__What is required__:
Extract each line of the records below that contains the word "updated".

=== Input for this task ===

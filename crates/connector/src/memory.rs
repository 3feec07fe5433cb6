//! In-memory connector.
//!
//! Keeps an ordered list of records keyed by the primary key field. Listings
//! are snapshotted when page 1 is requested so that deletes issued while
//! paging do not shift later pages. With live paging every page is cut from
//! the current store, the way a plain REST listing behaves.

use crate::query::compare;
use crate::{
    ActivitySummary, ConnectorError, Filter, Page, QueryOptions, RemoteConnector, Structure,
};
use std::collections::HashMap;
use sync_core::{is_empty_value, value_to_string, Row};

const DEFAULT_PAGE_SIZE: usize = 100;

/// Calls received by a [`MemoryConnector`].
#[derive(Debug, Clone, Default)]
pub struct CallLog {
    pub get_records: usize,
    pub get_structure: usize,
    pub insert_record: usize,
    pub update_record: usize,
    pub delete_record: usize,
    /// Size of every `insert_records` call, in call order
    pub insert_batches: Vec<usize>,
    /// Size of every `delete_records` call, in call order
    pub delete_batches: Vec<usize>,
    /// Rows successfully inserted, updated or deleted
    pub inserted: Vec<Row>,
    pub updated: Vec<Row>,
    pub deleted: Vec<Row>,
    /// Stored plus extra filters of the last `get_records` call
    pub last_filters: Vec<Filter>,
    pub activities: Vec<ActivitySummary>,
}

/// Connector backed by a `Vec<Row>`.
#[derive(Debug, Clone)]
pub struct MemoryConnector {
    object: String,
    records: Vec<Row>,
    page_size: usize,
    batch: bool,
    structure: Structure,
    options: QueryOptions,
    has_more: bool,
    primary_key: Option<String>,
    snapshot: Vec<Row>,
    live_paging: bool,
    failures: HashMap<String, String>,
    fail_activity: bool,
    calls: CallLog,
}

impl MemoryConnector {
    pub fn new(object: impl Into<String>) -> Self {
        Self {
            object: object.into(),
            records: Vec::new(),
            page_size: DEFAULT_PAGE_SIZE,
            batch: true,
            structure: Structure::default(),
            options: QueryOptions::default(),
            has_more: true,
            primary_key: None,
            snapshot: Vec::new(),
            live_paging: false,
            failures: HashMap::new(),
            fail_activity: false,
            calls: CallLog::default(),
        }
    }

    pub fn with_records(mut self, records: Vec<Row>) -> Self {
        self.records = records;
        self
    }

    pub fn with_page_size(mut self, page_size: usize) -> Self {
        self.page_size = page_size.max(1);
        self
    }

    pub fn with_batch(mut self, batch: bool) -> Self {
        self.batch = batch;
        self
    }

    /// Compute every page from the live store instead of a page-1 snapshot.
    pub fn with_live_paging(mut self, live: bool) -> Self {
        self.live_paging = live;
        self
    }

    pub fn with_structure(mut self, structure: Structure) -> Self {
        self.structure = structure;
        self
    }

    /// Reject every write whose primary key value is `key`.
    pub fn fail_on(mut self, key: impl Into<String>, message: impl Into<String>) -> Self {
        self.failures.insert(key.into(), message.into());
        self
    }

    pub fn fail_activity(mut self) -> Self {
        self.fail_activity = true;
        self
    }

    pub fn records(&self) -> &[Row] {
        &self.records
    }

    pub fn calls(&self) -> &CallLog {
        &self.calls
    }

    fn key_of(&self, row: &Row) -> Option<String> {
        let field = self.primary_key.as_deref()?;
        row.get(field)
            .filter(|v| !is_empty_value(v))
            .map(value_to_string)
    }

    fn require_key(&self, row: &Row) -> Result<String, ConnectorError> {
        let field = self
            .primary_key
            .as_deref()
            .ok_or_else(|| ConnectorError::NoPrimaryKey(self.object.clone()))?;
        self.key_of(row)
            .ok_or_else(|| ConnectorError::MissingKey(field.to_string()))
    }

    fn position(&self, key: &str) -> Option<usize> {
        self.records
            .iter()
            .position(|r| self.key_of(r).as_deref() == Some(key))
    }

    fn check_injected(&self, row: &Row) -> Result<(), ConnectorError> {
        match self.key_of(row).and_then(|k| self.failures.get(&k)) {
            Some(message) => Err(ConnectorError::Rejected(message.clone())),
            None => Ok(()),
        }
    }

    fn upsert(&mut self, row: &Row) -> Result<(), ConnectorError> {
        self.check_injected(row)?;
        match self.key_of(row).and_then(|k| self.position(&k)) {
            Some(index) => self.records[index] = row.clone(),
            None => self.records.push(row.clone()),
        }
        self.calls.inserted.push(row.clone());
        Ok(())
    }

    fn remove(&mut self, row: &Row) -> Result<(), ConnectorError> {
        self.check_injected(row)?;
        let key = self.require_key(row)?;
        let index = self
            .position(&key)
            .ok_or_else(|| ConnectorError::NotFound(key.clone()))?;
        self.records.remove(index);
        self.calls.deleted.push(row.clone());
        Ok(())
    }

    fn take_snapshot(&mut self, filters: &[Filter]) {
        let mut listing: Vec<Row> = self
            .records
            .iter()
            .filter(|r| filters.iter().all(|f| f.matches(r)))
            .cloned()
            .collect();
        if let Some(order) = &self.options.order {
            let null = serde_json::Value::Null;
            listing.sort_by(|a, b| {
                let ordering = compare(
                    a.get(&order.field).unwrap_or(&null),
                    b.get(&order.field).unwrap_or(&null),
                );
                if order.descending {
                    ordering.reverse()
                } else {
                    ordering
                }
            });
        }
        self.snapshot = listing;
    }
}

#[async_trait::async_trait]
impl RemoteConnector for MemoryConnector {
    fn object(&self) -> &str {
        &self.object
    }

    fn options(&self) -> &QueryOptions {
        &self.options
    }

    fn set_options(&mut self, options: QueryOptions) {
        self.options = options;
        self.has_more = true;
    }

    fn has_more(&self) -> bool {
        self.has_more
    }

    fn supports_batch(&self) -> bool {
        self.batch
    }

    fn primary_key(&self) -> Option<&str> {
        self.primary_key.as_deref()
    }

    fn set_primary_key(&mut self, field: Option<String>) {
        self.primary_key = field;
    }

    async fn get_records(&mut self, extra: &[Filter]) -> Result<Page, ConnectorError> {
        self.calls.get_records += 1;
        let filters: Vec<Filter> = self.options.filters.iter().chain(extra).cloned().collect();
        let page = self.options.page.max(1) as usize;
        if page == 1 || self.live_paging {
            self.take_snapshot(&filters);
        }
        self.calls.last_filters = filters;

        let per_page = self
            .options
            .per_page
            .map(|n| n.max(1) as usize)
            .unwrap_or(self.page_size);
        let total_pages = self.snapshot.len().div_ceil(per_page).max(1);
        let records = self
            .snapshot
            .iter()
            .skip((page - 1) * per_page)
            .take(per_page)
            .cloned()
            .collect();

        self.has_more = page < total_pages;
        self.options.page = self.options.page.saturating_add(1);
        Ok(Page {
            records,
            has_more: self.has_more,
        })
    }

    async fn get_structure(&mut self) -> Result<Structure, ConnectorError> {
        self.calls.get_structure += 1;
        Ok(self.structure.clone())
    }

    async fn insert_record(&mut self, row: &Row) -> Result<(), ConnectorError> {
        self.calls.insert_record += 1;
        self.upsert(row)
    }

    async fn insert_records(&mut self, rows: &[Row]) -> Vec<Result<(), ConnectorError>> {
        self.calls.insert_batches.push(rows.len());
        rows.iter().map(|row| self.upsert(row)).collect()
    }

    async fn update_record(&mut self, row: &Row) -> Result<(), ConnectorError> {
        self.calls.update_record += 1;
        self.check_injected(row)?;
        let key = self.require_key(row)?;
        let index = self
            .position(&key)
            .ok_or_else(|| ConnectorError::NotFound(key.clone()))?;
        for (field, value) in row {
            self.records[index].insert(field.clone(), value.clone());
        }
        self.calls.updated.push(row.clone());
        Ok(())
    }

    async fn delete_record(&mut self, row: &Row) -> Result<(), ConnectorError> {
        self.calls.delete_record += 1;
        self.remove(row)
    }

    async fn delete_records(&mut self, rows: &[Row]) -> Vec<Result<(), ConnectorError>> {
        self.calls.delete_batches.push(rows.len());
        rows.iter().map(|row| self.remove(row)).collect()
    }

    async fn insert_activity_record(
        &mut self,
        summary: &ActivitySummary,
    ) -> Result<(), ConnectorError> {
        if self.fail_activity {
            return Err(ConnectorError::Rejected("activity endpoint unavailable".into()));
        }
        self.calls.activities.push(summary.clone());
        Ok(())
    }
}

===

__Output for this task__:
    /// Rows successfully inserted, updated or deleted
    pub updated: Vec<Row>,
        self.calls.updated.push(row.clone());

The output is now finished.